Alla fine a cosa serve un ministro dell’Industria? Nella migliore delle ipotesi è irrilevante, se sta fermo. Se agisce procura danni, come (quasi) tutti gli interventi dello Stato e della politica sull’economia di mercato. Ammesso che le rottamazioni e i vari aiutini siano una politica industriale (e non la droga di Stato che invece sono), basta e avanza il consiglio dei ministri per vararli. Non serve certo un ministro ad hoc.
Purtroppo, anche senza ministro dell’Industria, è rimasto il ministero; col suo stuolo di burocrati. I quali fanno esattamente come gli altri loro colleghi nei vari ambiti: giustificano lo stipendio ed esercitano il potere preparano decreti, norme, regolamenti che hanno l’unico effetto di imbrigliare ancor più la vita e le attività quotidiane; comprese quelle produttive. (Dall’inchiesta che stiamo seguendo sui costi della veterinaria abbiamo scoperto che i burocrati del ministero della Salute si sono inventati anche il patentino per il cane! Restiamo in attesa di microcip obbligatorio per le zanzare di casa…)
Nella sua richiesta di ministro e di “politica industriale”, il presidente Napolitano conferma le sue mai estirpate radici comuniste. Bastasse un ministero e una politica industriale a garantire la ricchezza delle nazioni, tutti i Paesi l’avrebbero già adottata! E sarebbero così tutti prosperi e al riparo da qualunque crisi economica. In particolare avrebbe sbancato proprio il mondo comunista, che credeva fermamente nella programmazione economica, nei piani quinquennali, nella politica industriale. Avrebbe sbancato e messo in ginocchio l’Occidente preda della sua “anarchia” capitalista.
Ma non mi pare che sia andata così. Anzi. E la prima causa di implosione del mondo comunista furono proprio le politiche industriali capaci di produrre solo miseria.
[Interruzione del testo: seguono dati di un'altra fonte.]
//! Label and annotation keys shared by every child-resource builder.

pub const LABEL_NAME: &str = "app.kubernetes.io/name";
pub const LABEL_INSTANCE: &str = "app.kubernetes.io/instance";
pub const LABEL_MANAGED_BY: &str = "app.kubernetes.io/managed-by";
pub const LABEL_COMPONENT: &str = "app.kubernetes.io/component";

pub const COMPONENT_RUNNER: &str = "runner";
pub const COMPONENT_DISK: &str = "disk";
pub const COMPONENT_DISPLAY_SECRET: &str = "display-secret";

/// Runner pod annotation bumped when the config map's `resourceVersion`
/// changes, so the kubelet's mount refresh doesn't have to be waited out.
pub const ANNOTATION_CM_VERSION: &str = "vmoperator.jdrupes.org/cmVersion";

/// Runner pod annotation bumped when the display secret's `resourceVersion`
/// changes.
pub const ANNOTATION_DP_VERSION: &str = "vmoperator.jdrupes.org/dpVersion";
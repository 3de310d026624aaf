use std::collections::BTreeMap;
use std::sync::Arc;

use base64::Engine;
use base64::engine::general_purpose::URL_SAFE_NO_PAD;
use chrono::{DateTime, Utc};
use k8s_openapi::ByteString;
use k8s_openapi::api::core::v1::Secret;
use kube::api::{Patch, PatchParams};
use kube::{Api, Client};
use rand::RngCore;
use tokio::sync::oneshot;
use tokio::time::timeout;

use super::render::RenderModel;
use crate::bus::VmChannel;
use crate::model::PendingConsoleRequest;
use crate::util::annotations::COMPONENT_DISPLAY_SECRET;
use crate::util::patch::patch_status;
use crate::util::{DISPLAY_SECRET_ROTATION_TIMEOUT, Error, FIELD_MANAGER};
use vmop_types::{VirtualMachine, VirtualMachineStatus};

fn secret_name(vm_name: &str) -> String {
    format!("{vm_name}-display-secret")
}

/// Reactive path: only runs on `specChanged`. Creates the secret with
/// `expiry=now` if none exists yet; a subsequent rotation is required
/// before console access works.
pub async fn reconcile(client: &Client, model: &RenderModel<'_>) -> Result<(), Error> {
    let spice = &model.vm.object.spec.vm.display.spice;
    if !spice.generate_secret {
        return Ok(());
    }

    let secrets: Api<Secret> = Api::namespaced(client.clone(), model.namespace());
    let name = secret_name(model.vm_name());
    if secrets.get_opt(&name).await?.is_some() {
        return Ok(());
    }

    let password = random_password();
    let secret = Secret {
        metadata: kube::api::ObjectMeta {
            name: Some(name.clone()),
            namespace: Some(model.namespace().to_string()),
            labels: Some(model.labels(COMPONENT_DISPLAY_SECRET)),
            owner_references: Some(vec![model.owner_reference()]),
            ..Default::default()
        },
        data: Some(BTreeMap::from([
            ("password".to_string(), ByteString(password.into_bytes())),
            ("expiry".to_string(), ByteString(b"now".to_vec())),
        ])),
        ..Default::default()
    };

    secrets
        .patch(
            &name,
            &PatchParams::apply(FIELD_MANAGER).force(),
            &Patch::Apply(&secret),
        )
        .await?;
    Ok(())
}

/// `GetDisplaySecret` handler. Returns `None` if the VM isn't `Running`.
pub async fn rotate(
    client: &Client,
    channel: &Arc<VmChannel>,
    model: &RenderModel<'_>,
    user: &str,
) -> Result<Option<String>, Error> {
    if !model.vm.is_running() {
        return Ok(None);
    }

    patch_status::<VirtualMachine>(client, model.namespace(), model.vm_name(), |vm| {
        vm.status.get_or_insert_with(VirtualMachineStatus::default).console_user = Some(user.to_string());
    })
    .await?;

    let secrets: Api<Secret> = Api::namespaced(client.clone(), model.namespace());
    let name = secret_name(model.vm_name());
    let existing = secrets.get(&name).await?;

    if let Some(password) = still_valid_password(&existing, model.config.password_validity_secs) {
        return Ok(Some(password));
    }

    let new_password = random_password();
    let expiry = (Utc::now() + chrono::Duration::seconds(model.config.password_validity_secs as i64))
        .to_rfc3339();

    let current_serial = model
        .vm
        .object
        .status
        .as_ref()
        .map(|s| s.display_password_serial)
        .unwrap_or(0);
    let expected_serial = current_serial + 1;

    let (tx, rx) = oneshot::channel();
    {
        let mut state = channel.state.lock().await;
        state.pending_console.push(PendingConsoleRequest {
            expected_serial,
            completion: Some(tx),
        });
    }

    let mut secret_patch = existing.clone();
    secret_patch.data.get_or_insert_with(BTreeMap::new).insert(
        "password".to_string(),
        ByteString(new_password.clone().into_bytes()),
    );
    secret_patch
        .data
        .get_or_insert_with(BTreeMap::new)
        .insert("expiry".to_string(), ByteString(expiry.into_bytes()));

    secrets
        .patch(
            &name,
            &PatchParams::apply(FIELD_MANAGER).force(),
            &Patch::Apply(&secret_patch),
        )
        .await?;

    // The event completes either way: on confirmation, or once the 1500ms
    // deadline elapses with whatever value was already set.
    let _ = timeout(DISPLAY_SECRET_ROTATION_TIMEOUT, rx).await;

    crate::events::display_secret_rotated(client, &model.vm.object, user).await;
    Ok(Some(new_password))
}

fn random_password() -> String {
    let mut bytes = [0u8; 16];
    rand::rng().fill_bytes(&mut bytes);
    URL_SAFE_NO_PAD.encode(bytes)
}

fn still_valid_password(secret: &Secret, validity_secs: u64) -> Option<String> {
    let data = secret.data.as_ref()?;
    let expiry = String::from_utf8(data.get("expiry")?.0.clone()).ok()?;
    let password = String::from_utf8(data.get("password")?.0.clone()).ok()?;

    if expiry == "never" {
        return Some(password);
    }
    let expiry_time: DateTime<Utc> = expiry.parse().ok()?;
    let horizon = Utc::now() + chrono::Duration::seconds(validity_secs as i64);
    if expiry_time > horizon { Some(password) } else { None }
}

/// Called from the reconciler's `VmResourceChanged` handling whenever the
/// status carries a new `displayPasswordSerial`, to release any pending
/// rotation whose expectation has now been met.
pub async fn notify_serial_advanced(channel: &Arc<VmChannel>, serial: u64) {
    let mut state = channel.state.lock().await;
    state.pending_console.retain_mut(|pending| {
        if serial >= pending.expected_serial {
            if let Some(tx) = pending.completion.take() {
                let _ = tx.send(());
            }
            false
        } else {
            true
        }
    });
}

#[cfg(test)]
mod tests {
    use super::*;
    use http::Method;
    use kube::api::ObjectMeta;

    use crate::reconcile::render::RenderModel;
    use crate::testutil::{self, expect, json_response, not_found_response};

    fn existing_secret(name: &str) -> Secret {
        Secret {
            metadata: ObjectMeta {
                name: Some(name.to_string()),
                namespace: Some("default".to_string()),
                ..Default::default()
            },
            data: Some(BTreeMap::from([
                ("password".to_string(), ByteString(b"hunter2".to_vec())),
                ("expiry".to_string(), ByteString(b"now".to_vec())),
            ])),
            ..Default::default()
        }
    }

    /// Once the secret exists, a second reconcile must not re-apply it: the
    /// secret's password is only ever changed through `rotate`.
    #[tokio::test]
    async fn second_reconcile_against_an_existing_secret_is_a_no_op() {
        let (client, handle) = testutil::mock_client();
        let vm = testutil::sample_vm("vm-test");
        let config = testutil::sample_config();
        let model = RenderModel::new(&vm, &config);

        let verifier = testutil::run_script(
            handle,
            vec![
                expect(Method::GET, "secrets/vm-test-display-secret", not_found_response()),
                expect(
                    Method::PATCH,
                    "secrets/vm-test-display-secret",
                    json_response(&existing_secret("vm-test-display-secret")),
                ),
                expect(
                    Method::GET,
                    "secrets/vm-test-display-secret",
                    json_response(&existing_secret("vm-test-display-secret")),
                ),
            ],
        );

        testutil::with_timeout(reconcile(&client, &model)).await.unwrap();
        testutil::with_timeout(reconcile(&client, &model)).await.unwrap();
        testutil::await_script(verifier).await;
    }
}
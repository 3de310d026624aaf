use owo_colors::Rgb;

pub const FG1_COLOR: (u8, u8, u8) = (86, 156, 214);
pub const FG2_COLOR: (u8, u8, u8) = (181, 206, 168);
pub const FG1: Rgb = Rgb(FG1_COLOR.0, FG1_COLOR.1, FG1_COLOR.2);
pub const FG2: Rgb = Rgb(FG2_COLOR.0, FG2_COLOR.1, FG2_COLOR.2);

/// `DISABLE_COLORS=1`/`true` turns off colorized output process-wide.
pub fn apply_disable_colors_env() {
    let disable_colors = ["1", "true"].contains(
        &std::env::var("DISABLE_COLORS")
            .unwrap_or_else(|_| String::new())
            .to_lowercase()
            .as_str(),
    );
    owo_colors::set_override(!disable_colors);
}
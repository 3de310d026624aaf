//! Kubernetes `Event` emission for the handful of significant transitions:
//! pod created/deleted, display secret rotated, StatefulSet evicted, and
//! startup-purge deletions.

use k8s_openapi::api::core::v1::ObjectReference;
use kube::runtime::events::{EventRecorder, EventSource, EventType, NewEvent};
use kube::{Client, Resource, ResourceExt};
use vmop_types::VirtualMachine;

/// The literal `action` every event is published with; differentiation
/// between event kinds comes from `reason`/`note`, not `action`.
const ACTION: &str = "StatusUpdate";

fn event_source() -> EventSource {
    let pod_name = std::env::var("POD_NAME").unwrap_or_else(|_| "vmop-manager".to_string());
    let controller_name = format!("{}/{}", VirtualMachine::group(&()), crate::util::APP_NAME);
    EventSource {
        controller_name,
        controller_pod_name: pod_name
            .try_into()
            .unwrap_or_else(|_| "vmop-manager".to_string().try_into().expect("fallback name is valid")),
    }
}

/// Builds the recorder for one VM's object reference. Cheap to construct;
/// callers build one per event rather than holding it across reconciles.
fn recorder_for(client: &Client, vm: &VirtualMachine) -> EventRecorder {
    EventRecorder::new(client.clone(), event_source(), vm.object_ref(&()))
}

/// Builds a recorder regarding an arbitrary object reference, for events
/// (like the startup purge) that don't concern a still-existing VM.
fn recorder_for_ref(client: &Client, object_ref: ObjectReference) -> EventRecorder {
    EventRecorder::new(client.clone(), event_source(), object_ref)
}

pub async fn pod_created(client: &Client, vm: &VirtualMachine) {
    publish(client, vm, "CreatePod", "runner pod created", EventType::Normal).await;
}

pub async fn pod_deleted(client: &Client, vm: &VirtualMachine) {
    publish(client, vm, "DeletePod", "runner pod deleted", EventType::Normal).await;
}

pub async fn display_secret_rotated(client: &Client, vm: &VirtualMachine, user: &str) {
    publish(
        client,
        vm,
        "RotateDisplaySecret",
        &format!("display secret rotated for console user {user}"),
        EventType::Normal,
    )
    .await;
}

pub async fn statefulset_evicted(client: &Client, vm: &VirtualMachine) {
    publish(
        client,
        vm,
        "EvictStatefulSet",
        "legacy StatefulSet-managed runner evicted in favour of a bare pod",
        EventType::Normal,
    )
    .await;
}

pub async fn orphan_purged(client: &Client, object_ref: ObjectReference, kind: &str, name: &str) {
    let recorder = recorder_for_ref(client, object_ref);
    let result = recorder
        .publish(NewEvent {
            action: ACTION.to_string(),
            reason: "PurgeOrphan".to_string(),
            note: Some(format!("deleted orphaned {kind} {name} with no matching VM")),
            event_type: EventType::Warning,
            secondary_object: None,
        })
        .await;
    if let Err(err) = result {
        eprintln!("failed to publish purge event for {kind} {name}: {err}");
    }
}

async fn publish(client: &Client, vm: &VirtualMachine, reason: &str, note: &str, event_type: EventType) {
    let recorder = recorder_for(client, vm);
    let result = recorder
        .publish(NewEvent {
            action: ACTION.to_string(),
            reason: reason.to_string(),
            note: Some(note.to_string()),
            event_type,
            secondary_object: None,
        })
        .await;
    if let Err(err) = result {
        eprintln!("failed to publish event {reason} for {}: {err}", vm.name_any());
    }
}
Perchè l’intervento dello Stato in economia genera un unico effetto sicuro: trasforma i galletti ruspanti in polli di batteria, abituati ad attendere che vanga distribuito il mangime pubblico.
Altro che politiche industriali, oggi al Paese serve esattamente ciò che garantì a suo tempo il boom economico del nostro Veneto: la voglia di lavorare, ora quasi desaparecida, una stirpe di imprenditori, che purtroppo non è programmabile con l’eugenetica, e quel buonsenso democristiano che quantomeno ti lasciava fare.
Ci vorrebbe anche una rivoluzione culturale da mondo protestante: considerare cioè i produttori di ricchezza dei benemeriti della comunità e non degli sfruttatori come li ha invece sempre giudicati sia la Chiesa cattolica che la “chiesa” comunista.
E questo dovrebbe raccomandare agli italiani un presidente della Repubblica moderno che non uscisse, fresco fresco, dal freezer d’inizio Novecento…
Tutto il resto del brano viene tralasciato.